If $S⊂[0,1]^2$ intersects every connected subset of $[0,1]^2$ with a full projection on the $x$-axis, must $S$ have a connected component with a full projection on the $y$-axis?
An equivalent form:
If $S⊂[0,1]^2$ intersects every connected subset of $[0,1]^2$ with a full projection on the $x$-axis and $T⊂[0,1]^2$ intersects every connected subset of $[0,1]^2$ with a full projection on the $y$-axis, must $S\cap T\neq \emptyset$?
The motivation of this question:
The question came to me when I thought about the Brouwer fixed-point theorem:
Let $f=(f_1,f_2)$ be a continuous function mappping $[0,1]^2$ to itself. Then
$$S\triangleq\{(x,y)\in[0,1]^2:f_1(x,y)=x\}$$
intersects every connected subset of $[0,1]^2$ with a full projection on the $x$-axis and
$$T\triangleq\{(x,y)\in[0,1]^2:f_2(x,y)=y\}$$
intersects every connected subset of $[0,1]^2$ with a full projection on the $y$-axis.
My further question:
If we assume that $S\subset [0,1]^2$ is a close set, what is the answer to my question, that is, if a close set $S⊂[0,1]^2$ intersects every connected subset of $[0,1]^2$ with a full projection on the $x$-axis, must $S$ have a connected component with a full projection on the $y$-axis?
Best Answer
A counterexample to this statement was posted as a comment by Dejan Govc to the Math StackExchange question, Do partitions of a square into two sets always connect one pair of opposite edges?.

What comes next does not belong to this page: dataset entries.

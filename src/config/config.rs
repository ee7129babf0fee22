use crate::error::ConfigError;
use crate::resolver::ResolverSettings;
use crate::transport::Credentials;
use crate::watchdog::WatchdogSchedule;
use chrono_tz::Tz;
use log::{info, warn};
use serde::{Deserialize, Serialize};
use std::fmt;
use std::path::Path;
use std::time::Duration;

/// Main application configuration
///
/// Every section falls back to its defaults when omitted from the file, so a
/// file only needs the endpoints and credentials.
#[derive(Debug, Clone, Default, PartialEq, Serialize, Deserialize)]
#[serde(default)]
pub struct Config {
    pub kener: KenerConfig,
    pub kuma: KumaConfig,
    pub watchdog: WatchdogConfig,
    pub liveness: LivenessConfig,
}

/// Downstream status API
#[derive(Clone, PartialEq, Serialize, Deserialize)]
#[serde(default)]
pub struct KenerConfig {
    pub url: String,
    pub token: String,
    pub timeout_ms: u64,
    pub publish_tag: String,
    pub latency_tag: String,
    pub default_max_latency_ms: f64,
}

impl Default for KenerConfig {
    fn default() -> Self {
        Self {
            url: String::new(),
            token: String::new(),
            timeout_ms: 1_000,
            publish_tag: "kener".to_string(),
            latency_tag: "max_ping".to_string(),
            default_max_latency_ms: 2000.0,
        }
    }
}

impl fmt::Debug for KenerConfig {
    fn fmt(&self, f: &mut fmt::Formatter<'_>) -> fmt::Result {
        f.debug_struct("KenerConfig")
            .field("url", &self.url)
            .field("token", &"<redacted>")
            .field("timeout_ms", &self.timeout_ms)
            .field("publish_tag", &self.publish_tag)
            .field("latency_tag", &self.latency_tag)
            .field("default_max_latency_ms", &self.default_max_latency_ms)
            .finish()
    }
}

/// Monitoring backend feed
#[derive(Clone, Default, PartialEq, Serialize, Deserialize)]
#[serde(default)]
pub struct KumaConfig {
    pub url: String,
    pub username: String,
    pub password: String,
    /// Stop the process when the feed connection ends instead of carrying on
    /// with watchdog republishes only
    pub exit_on_disconnect: bool,
}

impl fmt::Debug for KumaConfig {
    fn fmt(&self, f: &mut fmt::Formatter<'_>) -> fmt::Result {
        f.debug_struct("KumaConfig")
            .field("url", &self.url)
            .field("username", &self.username)
            .field("password", &"<redacted>")
            .field("exit_on_disconnect", &self.exit_on_disconnect)
            .finish()
    }
}

/// Staleness sweep cadence
#[derive(Debug, Clone, PartialEq, Serialize, Deserialize)]
#[serde(default)]
pub struct WatchdogConfig {
    pub interval_seconds: u32,
    pub offset_seconds: u32,
    /// IANA timezone name the schedule is evaluated in
    pub timezone: String,
}

impl Default for WatchdogConfig {
    fn default() -> Self {
        Self {
            interval_seconds: 60,
            offset_seconds: 5,
            timezone: "Europe/Paris".to_string(),
        }
    }
}

#[derive(Debug, Clone, PartialEq, Serialize, Deserialize)]
#[serde(default)]
pub struct LivenessConfig {
    /// Minimum heartbeat age before an uptime ping republishes it
    pub threshold_ms: u64,
}

impl Default for LivenessConfig {
    fn default() -> Self {
        Self { threshold_ms: 30 }
    }
}

impl Config {
    /// Load configuration from a TOML file
    pub fn from_file(path: &Path) -> Result<Self, ConfigError> {
        let content = std::fs::read_to_string(path)
            .map_err(|e| ConfigError::ReadError(format!("{}: {}", path.display(), e)))?;
        let config = toml::from_str(&content)?;
        Ok(config)
    }

    /// Load the file (if any) and apply environment overrides
    ///
    /// A missing file is not an error: defaults are used with a warning.
    /// The result is not validated.
    pub fn load(path: Option<&Path>) -> Result<Self, ConfigError> {
        let mut config = match path {
            Some(path) if path.exists() => {
                info!("Loading configuration from: {}", path.display());
                Self::from_file(path)?
            }
            Some(path) => {
                warn!(
                    "Configuration file '{}' not found, using defaults",
                    path.display()
                );
                Self::default()
            }
            None => {
                info!("No configuration file given, using defaults");
                Self::default()
            }
        };

        config.apply_overrides(|key| std::env::var(key).ok())?;
        Ok(config)
    }

    /// Override file values from environment-style variables
    pub fn apply_overrides<F>(&mut self, lookup: F) -> Result<(), ConfigError>
    where
        F: Fn(&str) -> Option<String>,
    {
        let strings: [(&str, &mut String); 6] = [
            ("KENER_URL", &mut self.kener.url),
            ("KENER_TOKEN", &mut self.kener.token),
            ("KUMA_URL", &mut self.kuma.url),
            ("KUMA_USER", &mut self.kuma.username),
            ("KUMA_PASS", &mut self.kuma.password),
            ("HEARTLINE_TZ", &mut self.watchdog.timezone),
        ];
        for (key, field) in strings {
            if let Some(value) = lookup(key) {
                *field = value;
            }
        }

        if let Some(value) = lookup("HEARTLINE_LIVENESS_MS") {
            self.liveness.threshold_ms = value.trim().parse().map_err(|e| {
                ConfigError::ParseError(format!("HEARTLINE_LIVENESS_MS='{}': {}", value, e))
            })?;
        }

        Ok(())
    }

    /// Check that the configuration can actually run the bridge
    pub fn validate(&self) -> Result<(), ConfigError> {
        require("kener.url", &self.kener.url)?;
        require("kener.token", &self.kener.token)?;
        require("kener.publish_tag", &self.kener.publish_tag)?;
        require("kuma.url", &self.kuma.url)?;
        require("kuma.username", &self.kuma.username)?;
        require("kuma.password", &self.kuma.password)?;

        if !self.kener.url.starts_with("http://") && !self.kener.url.starts_with("https://") {
            return Err(ConfigError::ValidationError(format!(
                "kener.url must be an http(s) url, got '{}'",
                self.kener.url
            )));
        }

        if self.kener.timeout_ms == 0 {
            return Err(ConfigError::ValidationError(
                "kener.timeout_ms must be greater than 0".to_string(),
            ));
        }

        if !self.kener.default_max_latency_ms.is_finite() || self.kener.default_max_latency_ms < 0.0 {
            return Err(ConfigError::ValidationError(format!(
                "kener.default_max_latency_ms must be a non-negative number, got {}",
                self.kener.default_max_latency_ms
            )));
        }

        if self.watchdog.interval_seconds == 0 {
            return Err(ConfigError::ValidationError(
                "watchdog.interval_seconds must be greater than 0".to_string(),
            ));
        }

        if self.watchdog.offset_seconds >= self.watchdog.interval_seconds {
            return Err(ConfigError::ValidationError(format!(
                "watchdog.offset_seconds ({}) must be less than interval_seconds ({})",
                self.watchdog.offset_seconds, self.watchdog.interval_seconds
            )));
        }

        self.timezone()?;
        Ok(())
    }

    pub fn timezone(&self) -> Result<Tz, ConfigError> {
        self.watchdog.timezone.trim().parse::<Tz>().map_err(|e| {
            ConfigError::ValidationError(format!(
                "unknown timezone '{}': {}",
                self.watchdog.timezone, e
            ))
        })
    }

    pub fn resolver_settings(&self) -> ResolverSettings {
        ResolverSettings {
            publish_tag: self.kener.publish_tag.clone(),
            latency_tag: self.kener.latency_tag.clone(),
            default_max_latency: self.kener.default_max_latency_ms,
        }
    }

    pub fn watchdog_schedule(&self) -> Result<WatchdogSchedule, ConfigError> {
        Ok(WatchdogSchedule {
            interval_seconds: self.watchdog.interval_seconds,
            offset_seconds: self.watchdog.offset_seconds,
            timezone: self.timezone()?,
        })
    }

    pub fn liveness_threshold(&self) -> chrono::Duration {
        chrono::Duration::milliseconds(i64::try_from(self.liveness.threshold_ms).unwrap_or(i64::MAX))
    }

    pub fn publish_timeout(&self) -> Duration {
        Duration::from_millis(self.kener.timeout_ms)
    }

    pub fn credentials(&self) -> Credentials {
        Credentials {
            username: self.kuma.username.clone(),
            password: self.kuma.password.clone(),
        }
    }
}

fn require(name: &str, value: &str) -> Result<(), ConfigError> {
    if value.trim().is_empty() {
        return Err(ConfigError::ValidationError(format!("{} must be set", name)));
    }
    Ok(())
}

For $0 < r < \tfrac{1}{2}$, let $S_r$ be the boundary of the square $\bigl[\tfrac{1}{2}-r,\tfrac{1}{2}+r\bigr]\times \bigl[\tfrac{1}{2}-r,\tfrac{1}{2}+r\bigr]$, and let $$ S = \{(0,0),(1,0),(0,1),(1,1)\} \;\;\cup \bigcup_{r\in \mathbb{Q}\cap (0,1/2)} S_r. $$ Note that no connected component of $[0,1]^2\setminus S$ has full projection onto the $x$-axis, and therefore any connected subset of $[0,1]^2$ with full projection onto the $x$-axis must intersect $S$. However, no connected component of $S$ has full projection onto the $y$-axis.